Deux siècles après leur invention, presque toutes les Écoles de commerce se trouvent à un carrefour stratégique. Il s’agit pour elles d’appréhender chacune de ces quatre directions pour se distinguer de la concurrence, optimiser un financement plus difficile à obtenir, ou tout simplement pour se réinventer.
Seront donc exposés les quatre D sur lesquels les Écoles méditent leur stratégie, à savoir les 4 Défis qui feront et déferont les Écoles sur le long terme, les 4 Dates clés qui ont ouvert une nouvelle ère, les 4 Développements auxquels les Écoles se réfèrent pour s’affronter dans cette nouvelle période et enfin une brève analyse des 4 Dimensions de classification des business schools en montrant lesquelles seront mieux préparées à ces évolutions.
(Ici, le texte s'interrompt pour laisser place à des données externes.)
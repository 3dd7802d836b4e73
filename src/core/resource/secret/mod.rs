//! Secret resource.
//!
//! A secret is a named envelope holding exactly one typed payload (see
//! [`data`]). The handlers translate between the manifest/state attribute
//! layout and the API's single polymorphic `data` document.

use serde::{Deserialize, Serialize};
use std::collections::BTreeMap;
use tracing::{debug, info};

use crate::core::client::{Base, ControlPlane, Secret};
use crate::core::constants::SECRET_REFERENCE_PREFIX;
use crate::core::resource::{
    description_changed, description_helper, tag_changes, tags_value, Resource,
};
use crate::core::schema::{self, ResourceSchema};
use crate::core::types::{Address, ResourceId, Tags};
use crate::core::validation;
use crate::error::{ResourceError, Result};

pub mod data;

pub use data::{build_data, parse_data, SecretData, SecretFields};

/// Desired secret as written in the manifest.
#[derive(Debug, Clone, Default, PartialEq, Serialize, Deserialize)]
pub struct SecretArgs {
    pub name: String,
    #[serde(default, skip_serializing_if = "Option::is_none")]
    pub description: Option<String>,
    #[serde(default, skip_serializing_if = "BTreeMap::is_empty")]
    pub tags: Tags,
    #[serde(flatten)]
    pub fields: SecretFields,
}

/// Applied secret as recorded in state.
#[derive(Debug, Clone, Default, PartialEq, Serialize, Deserialize)]
pub struct SecretState {
    pub id: ResourceId,
    #[serde(default, skip_serializing_if = "Option::is_none")]
    pub cpln_id: Option<String>,
    pub name: String,
    #[serde(default, skip_serializing_if = "Option::is_none")]
    pub description: Option<String>,
    #[serde(default, skip_serializing_if = "BTreeMap::is_empty")]
    pub tags: Tags,
    #[serde(default, skip_serializing_if = "Option::is_none")]
    pub self_link: Option<String>,
    /// Env-var references to each dictionary key.
    #[serde(default, skip_serializing_if = "BTreeMap::is_empty")]
    pub dictionary_as_envs: BTreeMap<String, String>,
    #[serde(flatten)]
    pub fields: SecretFields,
}

impl SecretState {
    /// The stored payload, if the server returned one.
    pub fn data(&self) -> Option<SecretData> {
        self.fields.data().ok()
    }
}

/// Map a secret returned by the API into local state.
///
/// # Errors
///
/// `ResourceError::UnknownSecretType` when the server omitted the type, or a
/// parse error when the data does not match it.
pub fn set_secret(secret: &Secret) -> Result<SecretState> {
    let name = secret.name().to_string();
    let secret_type = secret
        .secret_type
        .ok_or(ResourceError::UnknownSecretType)?;

    let mut state = SecretState {
        id: name.clone(),
        cpln_id: secret.base.id.clone(),
        name,
        description: secret.base.description.clone(),
        tags: secret.base.string_tags(),
        self_link: secret.base.self_link().map(str::to_string),
        dictionary_as_envs: BTreeMap::new(),
        fields: SecretFields::default(),
    };

    if let Some(value) = &secret.data {
        let data = parse_data(secret_type, value)?;

        if let SecretData::Dictionary(entries) = &data {
            state.dictionary_as_envs = entries
                .keys()
                .map(|key| {
                    (
                        key.clone(),
                        format!("{}{}.{}", SECRET_REFERENCE_PREFIX, state.name, key),
                    )
                })
                .collect();
        }

        state.fields = SecretFields::from_data(data);
    }

    Ok(state)
}

/// Create a secret.
///
/// # Errors
///
/// `ResourceError::AlreadyExists` when the API answers 409; other client
/// errors pass through.
pub fn create(api: &dyn ControlPlane, args: &SecretArgs) -> Result<SecretState> {
    let data = args.fields.data()?;
    let secret_type = data.secret_type();
    let description = args.description.as_deref().unwrap_or_default();

    let secret = Secret {
        base: Base {
            name: Some(args.name.clone()),
            description: Some(description_helper(&args.name, description)),
            tags: (!args.tags.is_empty()).then(|| tags_value(&args.tags)),
            ..Default::default()
        },
        secret_type: Some(secret_type),
        data: Some(build_data(&data, false)),
        data_replace: None,
    };

    info!(name = %args.name, r#type = %secret_type, "creating secret");

    match api.create_secret(&secret) {
        Ok(created) => set_secret(&created),
        Err(e) if e.is_conflict() => Err(ResourceError::AlreadyExists {
            kind: "secret",
            name: args.name.clone(),
        }
        .into()),
        Err(e) => Err(e),
    }
}

/// Re-read a secret. `Ok(None)` when it no longer exists.
pub fn read(api: &dyn ControlPlane, state: &SecretState) -> Result<Option<SecretState>> {
    match api.get_secret(&state.id) {
        Ok(secret) => set_secret(&secret).map(Some),
        Err(e) if e.is_not_found() => {
            debug!(id = %state.id, "secret is gone");
            Ok(None)
        }
        Err(e) => Err(e),
    }
}

/// Submit the changed parts of a secret.
///
/// Description and tags are sent only when they changed. The data document
/// is sent as `$replace/data` only when the payload changed, with cleared
/// optionals set to `null`.
pub fn update(api: &dyn ControlPlane, prior: &SecretState, args: &SecretArgs) -> Result<SecretState> {
    let data = args.fields.data()?;

    let description_dirty = description_changed(
        prior.description.as_deref(),
        args.description.as_deref(),
        &args.name,
    );
    let tags_dirty = prior.tags != args.tags;
    let data_dirty = match prior.data() {
        Some(existing) => !existing.equivalent(&data),
        None => true,
    };

    if !(description_dirty || tags_dirty || data_dirty) {
        debug!(name = %args.name, "secret unchanged");
        return Ok(prior.clone());
    }

    let mut secret = Secret {
        base: Base {
            name: Some(args.name.clone()),
            ..Default::default()
        },
        ..Default::default()
    };

    if description_dirty {
        let description = args.description.as_deref().unwrap_or_default();
        secret.base.description = Some(description_helper(&args.name, description));
    }

    if tags_dirty {
        secret.base.tags = Some(tag_changes(&prior.tags, &args.tags));
    }

    if data_dirty {
        secret.secret_type = Some(data.secret_type());
        secret.data_replace = Some(build_data(&data, true));
    }

    info!(
        name = %args.name,
        description = description_dirty,
        tags = tags_dirty,
        data = data_dirty,
        "updating secret"
    );

    let updated = api.update_secret(&secret)?;
    set_secret(&updated)
}

/// Delete a secret.
pub fn delete(api: &dyn ControlPlane, state: &SecretState) -> Result<()> {
    info!(id = %state.id, "deleting secret");
    api.delete_secret(&state.id)
}

/// Import by name.
pub fn import(id: &str) -> Result<SecretState> {
    validation::validate_name("name", id).map_err(|e| ResourceError::InvalidImportId {
        id: id.to_string(),
        reason: e.to_string(),
    })?;

    Ok(SecretState {
        id: id.to_string(),
        name: id.to_string(),
        ..Default::default()
    })
}

/// The `secret` resource type.
pub struct SecretResource;

impl Resource for SecretResource {
    const TYPE_NAME: &'static str = "secret";

    type Args = SecretArgs;
    type State = SecretState;

    fn schema() -> &'static ResourceSchema {
        &schema::SECRET
    }

    fn address(args: &SecretArgs) -> Address {
        format!("{}.{}", Self::TYPE_NAME, args.name)
    }

    fn state_address(state: &SecretState) -> Address {
        format!("{}.{}", Self::TYPE_NAME, state.name)
    }

    /// The API does not allow changing a secret's type in place.
    fn requires_replace(prior: &SecretState, args: &SecretArgs) -> bool {
        match (prior.data(), args.fields.data()) {
            (Some(old), Ok(new)) => old.secret_type() != new.secret_type(),
            _ => false,
        }
    }

    fn create(api: &dyn ControlPlane, args: &SecretArgs) -> Result<SecretState> {
        create(api, args)
    }

    fn read(api: &dyn ControlPlane, state: &SecretState) -> Result<Option<SecretState>> {
        read(api, state)
    }

    fn update(api: &dyn ControlPlane, prior: &SecretState, args: &SecretArgs) -> Result<SecretState> {
        update(api, prior, args)
    }

    fn delete(api: &dyn ControlPlane, state: &SecretState) -> Result<()> {
        delete(api, state)
    }

    fn import(id: &str) -> Result<SecretState> {
        import(id)
    }
}
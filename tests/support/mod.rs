//! Test support utilities for cpln-provider integration tests.
//!
//! Provides an isolated workspace for CLI tests and an in-memory control
//! plane for handler and engine tests.

#![allow(dead_code)]

pub mod assertions;
pub mod commands;
pub mod fake;
pub mod fixtures;

#[allow(unused_imports)]
pub use assertions::*;
#[allow(unused_imports)]
pub use fake::FakeControlPlane;
#[allow(unused_imports)]
pub use fixtures::*;

use serde_json::Value;
use std::path::PathBuf;
use tempfile::TempDir;

/// Test workspace with an isolated temp directory.
///
/// Child processes use `.current_dir()` so tests can run in parallel.
pub struct Test {
    pub dir: TempDir,
}

impl Test {
    pub fn new() -> Self {
        let dir = TempDir::new().expect("failed to create temp dir");
        Self { dir }
    }

    /// Workspace with `cpln.toml` written.
    pub fn with_manifest(contents: &str) -> Self {
        let t = Self::new();
        t.write_manifest(contents);
        t
    }

    pub fn manifest_path(&self) -> PathBuf {
        self.dir.path().join("cpln.toml")
    }

    pub fn state_path(&self) -> PathBuf {
        self.dir.path().join(".cpln-state.json")
    }

    pub fn write_manifest(&self, contents: &str) {
        std::fs::write(self.manifest_path(), contents).expect("failed to write manifest");
    }

    pub fn write_state(&self, state: &Value) {
        let contents = serde_json::to_string_pretty(state).expect("failed to encode state");
        std::fs::write(self.state_path(), contents).expect("failed to write state");
    }

    pub fn read_state(&self) -> Value {
        let contents = std::fs::read_to_string(self.state_path()).expect("failed to read state");
        serde_json::from_str(&contents).expect("state is not JSON")
    }
}
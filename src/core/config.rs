//! Provider configuration.
//!
//! Settings come from the manifest's `[provider]` table and are overridden by
//! `CPLN_*` environment variables. The token is never written back anywhere.

use serde::{Deserialize, Serialize};
use std::fmt;
use std::time::Duration;
use tracing::debug;
use zeroize::Zeroizing;

use crate::core::constants::{
    DEFAULT_ENDPOINT, DEFAULT_TIMEOUT_SECS, ENV_ENDPOINT, ENV_ORG, ENV_TIMEOUT, ENV_TOKEN,
};
use crate::core::validation;
use crate::error::{ConfigError, Result};

/// Raw `[provider]` table as written in the manifest.
#[derive(Debug, Clone, Default, Serialize, Deserialize, PartialEq, Eq)]
#[serde(deny_unknown_fields)]
pub struct ProviderSettings {
    #[serde(default, skip_serializing_if = "Option::is_none")]
    pub org: Option<String>,
    #[serde(default, skip_serializing_if = "Option::is_none")]
    pub endpoint: Option<String>,
    /// Prefer `CPLN_TOKEN`; a token in the manifest is accepted for local use.
    #[serde(default, skip_serializing_if = "Option::is_none")]
    pub token: Option<String>,
    #[serde(default, skip_serializing_if = "Option::is_none")]
    pub timeout_secs: Option<u64>,
}

/// Resolved provider configuration.
#[derive(Clone)]
pub struct ProviderConfig {
    /// Organization all resources live in.
    pub org: String,
    /// API base URL without a trailing slash.
    pub endpoint: String,
    /// API token sent as the `Authorization` header.
    pub token: Zeroizing<String>,
    /// Per-request timeout.
    pub timeout: Duration,
}

impl fmt::Debug for ProviderConfig {
    fn fmt(&self, f: &mut fmt::Formatter<'_>) -> fmt::Result {
        f.debug_struct("ProviderConfig")
            .field("org", &self.org)
            .field("endpoint", &self.endpoint)
            .field("token", &"***")
            .field("timeout", &self.timeout)
            .finish()
    }
}

impl ProviderConfig {
    /// Resolve settings against the process environment.
    ///
    /// # Errors
    ///
    /// Returns `ConfigError::MissingField` when the org or token is not set
    /// anywhere, or `ConfigError::InvalidValue` when a value is malformed.
    pub fn resolve(settings: &ProviderSettings) -> Result<Self> {
        Self::resolve_with(settings, |key| std::env::var(key).ok())
    }

    /// Resolve settings using `env` to look up environment variables.
    pub fn resolve_with<F>(settings: &ProviderSettings, env: F) -> Result<Self>
    where
        F: Fn(&str) -> Option<String>,
    {
        let org = env(ENV_ORG)
            .or_else(|| settings.org.clone())
            .filter(|v| !v.is_empty())
            .ok_or(ConfigError::MissingField {
                field: "org",
                env: ENV_ORG,
            })?;

        let endpoint = env(ENV_ENDPOINT)
            .or_else(|| settings.endpoint.clone())
            .filter(|v| !v.is_empty())
            .unwrap_or_else(|| DEFAULT_ENDPOINT.to_string());

        let token = env(ENV_TOKEN)
            .or_else(|| settings.token.clone())
            .filter(|v| !v.is_empty())
            .ok_or(ConfigError::MissingField {
                field: "token",
                env: ENV_TOKEN,
            })?;

        let timeout_secs = match env(ENV_TIMEOUT) {
            Some(raw) => raw.parse::<u64>().map_err(|_| ConfigError::InvalidValue {
                field: "timeout_secs",
                reason: format!("not a number: {}", raw),
            })?,
            None => settings.timeout_secs.unwrap_or(DEFAULT_TIMEOUT_SECS),
        };

        let config = Self {
            org,
            endpoint: endpoint.trim_end_matches('/').to_string(),
            token: Zeroizing::new(token),
            timeout: Duration::from_secs(timeout_secs),
        };

        config.validate()?;
        debug!(org = %config.org, endpoint = %config.endpoint, "provider configured");

        Ok(config)
    }

    /// Validate the resolved configuration.
    ///
    /// Checks:
    /// - The org is a valid object name
    /// - The endpoint is an http(s) URL
    /// - The timeout is non-zero
    pub fn validate(&self) -> Result<()> {
        validation::validate_name("org", &self.org).map_err(|e| ConfigError::InvalidValue {
            field: "org",
            reason: e.to_string(),
        })?;

        if !(self.endpoint.starts_with("https://") || self.endpoint.starts_with("http://")) {
            return Err(ConfigError::InvalidValue {
                field: "endpoint",
                reason: format!("must be an http(s) URL: {}", self.endpoint),
            }
            .into());
        }

        if self.timeout.is_zero() {
            return Err(ConfigError::InvalidValue {
                field: "timeout_secs",
                reason: "must be greater than zero".to_string(),
            }
            .into());
        }

        Ok(())
    }

    /// Path prefix of every org-scoped API call.
    pub fn org_path(&self) -> String {
        format!("/org/{}", self.org)
    }
}
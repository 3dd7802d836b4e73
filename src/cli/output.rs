//! Shared CLI output helpers.
//!
//! Color scheme (respects NO_COLOR):
//! - Green: success, created resources
//! - Red: errors, deleted resources
//! - Yellow: warnings, updated resources
//! - Cyan: paths, addresses, hints
//! - Bold: headers
//! - Dimmed: secondary info

use console::style;
use std::fmt::Display;

use crate::core::apply::{Action, Change};
use crate::core::diag::{Diagnostic, Severity};

const RULE_WIDTH: usize = 56;

/// Check if color output is disabled via NO_COLOR env var.
fn colors_enabled() -> bool {
    std::env::var("NO_COLOR").is_err()
}

/// Print a success message with checkmark (green).
///
/// Example: `✓ manifest is valid`
pub fn success(msg: &str) {
    if colors_enabled() {
        println!("{} {}", style("✓").green(), msg);
    } else {
        println!("✓ {}", msg);
    }
}

/// Print an error message to stderr (red).
pub fn error(msg: &str) {
    if colors_enabled() {
        eprintln!("{} {}", style("✗").red(), msg);
    } else {
        eprintln!("✗ {}", msg);
    }
}

/// Print a warning message to stderr (yellow).
pub fn warn(msg: &str) {
    if colors_enabled() {
        eprintln!("{} {}", style("⚠").yellow(), msg);
    } else {
        eprintln!("⚠ {}", msg);
    }
}

/// Print a hint message to stderr (cyan).
///
/// Example: `→ set CPLN_TOKEN or [provider].token`
pub fn hint(msg: &str) {
    if colors_enabled() {
        eprintln!("{} {}", style("→").cyan(), style(msg).cyan());
    } else {
        eprintln!("→ {}", msg);
    }
}

/// Print a bold header.
pub fn header(title: &str) {
    if colors_enabled() {
        println!("{}", style(title).bold());
    } else {
        println!("{}", title);
    }
}

/// Print a key-value pair (label dimmed).
///
/// Example: `  domain_link  /org/acme/domain/example.com`
pub fn kv(label: &str, value: impl Display) {
    if colors_enabled() {
        println!("  {}  {}", style(label).dim(), value);
    } else {
        println!("  {}  {}", label, value);
    }
}

/// Print a horizontal rule separator.
pub fn rule() {
    if colors_enabled() {
        println!("{}", style("─".repeat(RULE_WIDTH)).dim());
    } else {
        println!("{}", "─".repeat(RULE_WIDTH));
    }
}

/// Print a section header with a separator line.
pub fn section(title: &str) {
    println!();
    header(title);
    rule();
}

/// Print a dimmed/secondary message.
pub fn dimmed(msg: &str) {
    if colors_enabled() {
        println!("{}", style(msg).dim());
    } else {
        println!("{}", msg);
    }
}

/// Format a path or address in cyan.
pub fn path(p: &str) -> String {
    if colors_enabled() {
        style(p).cyan().to_string()
    } else {
        p.to_string()
    }
}

/// Print one line of an apply/refresh/destroy report.
pub fn change(change: &Change) {
    if !colors_enabled() {
        println!("{}", change);
        return;
    }

    let symbol = format!("{:>3}", change.action.symbol());
    let symbol = match change.action {
        Action::Create | Action::Import => style(symbol).green(),
        Action::Update => style(symbol).yellow(),
        Action::Replace | Action::Delete | Action::Forget => style(symbol).red(),
        Action::NoOp => style(symbol).dim(),
    };
    println!("{} {}", symbol, change.address);
}

/// Print a diagnostic to stderr.
pub fn diagnostic(diag: &Diagnostic) {
    match diag.severity {
        Severity::Error => error(&diag.to_string()),
        Severity::Warning => warn(&diag.to_string()),
    }
}
impl SecretData {
    pub fn secret_type(&self) -> SecretType {
        match self {
            SecretData::Aws(_) => SecretType::Aws,
            SecretData::AzureConnector(_) => SecretType::AzureConnector,
            SecretData::AzureSdk(_) => SecretType::AzureSdk,
            SecretData::Docker(_) => SecretType::Docker,
            SecretData::Dictionary(_) => SecretType::Dictionary,
            SecretData::Ecr(_) => SecretType::Ecr,
            SecretData::Gcp(_) => SecretType::Gcp,
            SecretData::Keypair(_) => SecretType::Keypair,
            SecretData::NatsAccount(_) => SecretType::NatsAccount,
            SecretData::Opaque(_) => SecretType::Opaque,
            SecretData::Tls(_) => SecretType::Tls,
            SecretData::Userpass(_) => SecretType::Userpass,
        }
    }

    /// Equality up to formatting of JSON documents and unset optionals.
    pub fn equivalent(&self, other: &SecretData) -> bool {
        match (self, other) {
            (SecretData::Gcp(a), SecretData::Gcp(b))
            | (SecretData::Docker(a), SecretData::Docker(b))
            | (SecretData::AzureSdk(a), SecretData::AzureSdk(b)) => json_equivalent(a, b),
            _ => self.normalized() == other.normalized(),
        }
    }

    /// Copy with empty optionals cleared and empty dictionary values dropped,
    /// matching what survives a trip through the API.
    pub fn normalized(&self) -> SecretData {
        let opt = |v: &Option<String>| non_empty(v.as_deref());
        match self {
            SecretData::Aws(a) => SecretData::Aws(AwsData {
                role_arn: opt(&a.role_arn),
                ..a.clone()
            }),
            SecretData::Ecr(e) => SecretData::Ecr(EcrData {
                role_arn: opt(&e.role_arn),
                external_id: opt(&e.external_id),
                ..e.clone()
            }),
            SecretData::Keypair(k) => SecretData::Keypair(KeypairData {
                public_key: opt(&k.public_key),
                passphrase: opt(&k.passphrase),
                ..k.clone()
            }),
            SecretData::Tls(t) => SecretData::Tls(TlsData {
                chain: opt(&t.chain),
                ..t.clone()
            }),
            SecretData::Dictionary(d) => SecretData::Dictionary(
                d.iter()
                    .filter(|(_, v)| !v.is_empty())
                    .map(|(k, v)| (k.clone(), v.clone()))
                    .collect(),
            ),
            other => other.clone(),
        }
    }
}

/// The twelve mutually exclusive data attributes of a secret.
///
/// Shared by manifest arguments and state so both use the attribute names
/// declared in the schema.
#[derive(Debug, Clone, Default, PartialEq, Eq, Serialize, Deserialize)]
pub struct SecretFields {
    #[serde(default, skip_serializing_if = "Option::is_none")]
    pub aws: Option<AwsData>,
    #[serde(default, skip_serializing_if = "Option::is_none")]
    pub azure_connector: Option<AzureConnectorData>,
    #[serde(default, skip_serializing_if = "Option::is_none")]
    pub azure_sdk: Option<String>,
    #[serde(default, skip_serializing_if = "Option::is_none")]
    pub docker: Option<String>,
    #[serde(default, skip_serializing_if = "Option::is_none")]
    pub dictionary: Option<BTreeMap<String, String>>,
    #[serde(default, skip_serializing_if = "Option::is_none")]
    pub ecr: Option<EcrData>,
    #[serde(default, skip_serializing_if = "Option::is_none")]
    pub gcp: Option<String>,
    #[serde(default, skip_serializing_if = "Option::is_none")]
    pub keypair: Option<KeypairData>,
    #[serde(default, skip_serializing_if = "Option::is_none")]
    pub nats_account: Option<NatsAccountData>,
    #[serde(default, skip_serializing_if = "Option::is_none")]
    pub opaque: Option<OpaqueData>,
    #[serde(default, skip_serializing_if = "Option::is_none")]
    pub tls: Option<TlsData>,
    #[serde(default, skip_serializing_if = "Option::is_none")]
    pub userpass: Option<UserpassData>,
}
//! Tests for apply, refresh and destroy.
//!
//! These stop before any request is sent; reconciliation itself is covered
//! by the engine tests.

use crate::support::*;
use serde_json::json;

#[test]
fn test_apply_without_token_hints() {
    let t = Test::with_manifest(MANIFEST);

    let output = t.apply();
    assert_failure(&output);
    assert_stderr_contains(&output, "missing provider setting: token");
    assert_stderr_contains(&output, "export CPLN_TOKEN=...");
    assert!(!t.state_path().exists());
}

#[test]
fn test_apply_without_org_hints() {
    let t = Test::with_manifest("[[secret]]\nname = \"db\"\nopaque = { payload = \"x\" }\n");

    let output = t.cmd().arg("apply").env("CPLN_TOKEN", "token").output().unwrap();
    assert_failure(&output);
    assert_stderr_contains(&output, "export CPLN_ORG=...");
}

#[test]
fn test_apply_validates_before_connecting() {
    let t = Test::with_manifest(INVALID_MANIFEST);

    let output = t.apply();
    assert_failure(&output);
    assert_stderr_contains(&output, "problem(s) found");
    assert!(!stderr(&output).contains("CPLN_TOKEN"));
}

#[test]
fn test_destroy_with_empty_state() {
    let t = Test::new();

    let output = t.cmd().arg("destroy").output().unwrap();
    assert_success(&output);
    assert!(stdout(&output).contains("nothing to destroy"));
}

#[test]
fn test_refresh_requires_credentials() {
    let t = Test::new();
    t.write_state(&json!({"version": 1, "resources": {}}));

    let output = t.cmd().arg("refresh").output().unwrap();
    assert_failure(&output);
    assert_stderr_contains(&output, "CPLN_");
}

#[test]
fn test_refresh_empty_state_from_environment() {
    let t = Test::new();

    let output = t
        .cmd()
        .arg("refresh")
        .env("CPLN_ORG", "acme")
        .env("CPLN_TOKEN", "token")
        .env("CPLN_ENDPOINT", "http://127.0.0.1:9")
        .output()
        .unwrap();

    assert_success(&output);
    assert!(stdout(&output).contains("refresh complete: 0 created, 0 updated, 0 replaced, 0 deleted"));
    assert_eq!(t.read_state(), json!({"version": 1, "resources": {}}));
}

#[cfg(unix)]
#[test]
fn test_state_file_is_private() {
    use std::os::unix::fs::PermissionsExt;

    let t = Test::new();
    let output = t
        .cmd()
        .arg("refresh")
        .env("CPLN_ORG", "acme")
        .env("CPLN_TOKEN", "token")
        .output()
        .unwrap();
    assert_success(&output);

    let mode = std::fs::metadata(t.state_path()).unwrap().permissions().mode();
    assert_eq!(mode & 0o777, 0o600);
}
Mais en fin de compte, il ne faut pas aller par – ces– quatre chemins : une business school sera aussi forte que sa communauté, qui l’entoure.
Quatre défis
Les Écoles de commerce, qui se trouvent souvent dans un contexte budgétaire tendu, font actuellement face à au moins 4 défis.
Premièrement, elles ont trop souvent adopté une approche uniforme et de court terme (approche me too) pour répondre aux exigences des classements et des accréditations.
Deuxièmement, l’évolution vers une recherche scientifique de plus en plus sophistiquée force beaucoup de professeurs à se concentrer sur des questions peu pertinentes pour la préparation des diplômés au marché de l’emploi.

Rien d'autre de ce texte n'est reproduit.